EXERCISE AIM: Reproduce all of the data word for word.

[[ AVAILABLE DATA open ]]

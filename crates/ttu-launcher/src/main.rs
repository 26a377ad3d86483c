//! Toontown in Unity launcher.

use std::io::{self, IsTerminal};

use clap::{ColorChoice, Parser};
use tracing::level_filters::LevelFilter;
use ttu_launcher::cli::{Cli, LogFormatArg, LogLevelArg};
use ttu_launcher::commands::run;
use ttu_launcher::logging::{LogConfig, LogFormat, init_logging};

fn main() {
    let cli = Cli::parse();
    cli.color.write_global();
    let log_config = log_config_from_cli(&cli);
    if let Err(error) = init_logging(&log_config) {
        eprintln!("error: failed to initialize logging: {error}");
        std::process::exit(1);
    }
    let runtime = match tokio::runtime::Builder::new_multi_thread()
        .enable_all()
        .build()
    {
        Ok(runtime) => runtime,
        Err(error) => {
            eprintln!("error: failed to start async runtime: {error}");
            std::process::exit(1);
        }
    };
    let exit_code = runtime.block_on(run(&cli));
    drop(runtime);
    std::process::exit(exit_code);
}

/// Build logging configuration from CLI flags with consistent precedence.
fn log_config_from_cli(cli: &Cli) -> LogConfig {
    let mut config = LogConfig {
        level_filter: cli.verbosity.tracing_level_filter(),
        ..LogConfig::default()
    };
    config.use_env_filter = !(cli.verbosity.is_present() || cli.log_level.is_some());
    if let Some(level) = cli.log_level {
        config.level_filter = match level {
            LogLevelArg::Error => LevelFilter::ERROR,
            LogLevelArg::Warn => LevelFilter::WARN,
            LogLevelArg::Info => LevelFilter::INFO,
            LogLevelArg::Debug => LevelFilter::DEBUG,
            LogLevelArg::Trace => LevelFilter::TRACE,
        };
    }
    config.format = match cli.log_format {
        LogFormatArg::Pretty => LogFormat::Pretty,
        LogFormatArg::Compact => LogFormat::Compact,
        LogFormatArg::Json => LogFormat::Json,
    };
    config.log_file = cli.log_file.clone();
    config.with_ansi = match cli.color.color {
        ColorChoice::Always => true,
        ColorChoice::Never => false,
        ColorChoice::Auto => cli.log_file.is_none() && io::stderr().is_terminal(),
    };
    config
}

[[ AVAILABLE DATA closed ]]

TASK ANSWER:
filename crates/ttu-launcher/src/main.rs
repository 26a377ad3d86483c
//! Toontown in Unity launcher.

use std::io::{self, IsTerminal};

use clap::{ColorChoice, Parser};
use tracing::level_filters::LevelFilter;
use ttu_launcher::cli::{Cli, LogFormatArg, LogLevelArg};
use ttu_launcher::commands::run;
use ttu_launcher::logging::{LogConfig, LogFormat, init_logging};

fn main() {
    let cli = Cli::parse();
    cli.color.write_global();
    let log_config = log_config_from_cli(&cli);
    if let Err(error) = init_logging(&log_config) {
        eprintln!("error: failed to initialize logging: {error}");
        std::process::exit(1);
    }
    let runtime = match tokio::runtime::Builder::new_multi_thread()
        .enable_all()
        .build()
    {
        Ok(runtime) => runtime,
        Err(error) => {
            eprintln!("error: failed to start async runtime: {error}");
            std::process::exit(1);
        }
    };
    let exit_code = runtime.block_on(run(&cli));
    drop(runtime);
    std::process::exit(exit_code);
}

/// Build logging configuration from CLI flags with consistent precedence.
fn log_config_from_cli(cli: &Cli) -> LogConfig {
    let mut config = LogConfig {
        level_filter: cli.verbosity.tracing_level_filter(),
        ..LogConfig::default()
    };
    config.use_env_filter = !(cli.verbosity.is_present() || cli.log_level.is_some());
    if let Some(level) = cli.log_level {
        config.level_filter = match level {
            LogLevelArg::Error => LevelFilter::ERROR,
            LogLevelArg::Warn => LevelFilter::WARN,
            LogLevelArg::Info => LevelFilter::INFO,
            LogLevelArg::Debug => LevelFilter::DEBUG,
            LogLevelArg::Trace => LevelFilter::TRACE,
        };
    }
    config.format = match cli.log_format {
        LogFormatArg::Pretty => LogFormat::Pretty,
        LogFormatArg::Compact => LogFormat::Compact,
        LogFormatArg::Json => LogFormat::Json,
    };
    config.log_file = cli.log_file.clone();
    config.with_ansi = match cli.color.color {
        ColorChoice::Always => true,
        ColorChoice::Never => false,
        ColorChoice::Auto => cli.log_file.is_none() && io::stderr().is_terminal(),
    };
    config
}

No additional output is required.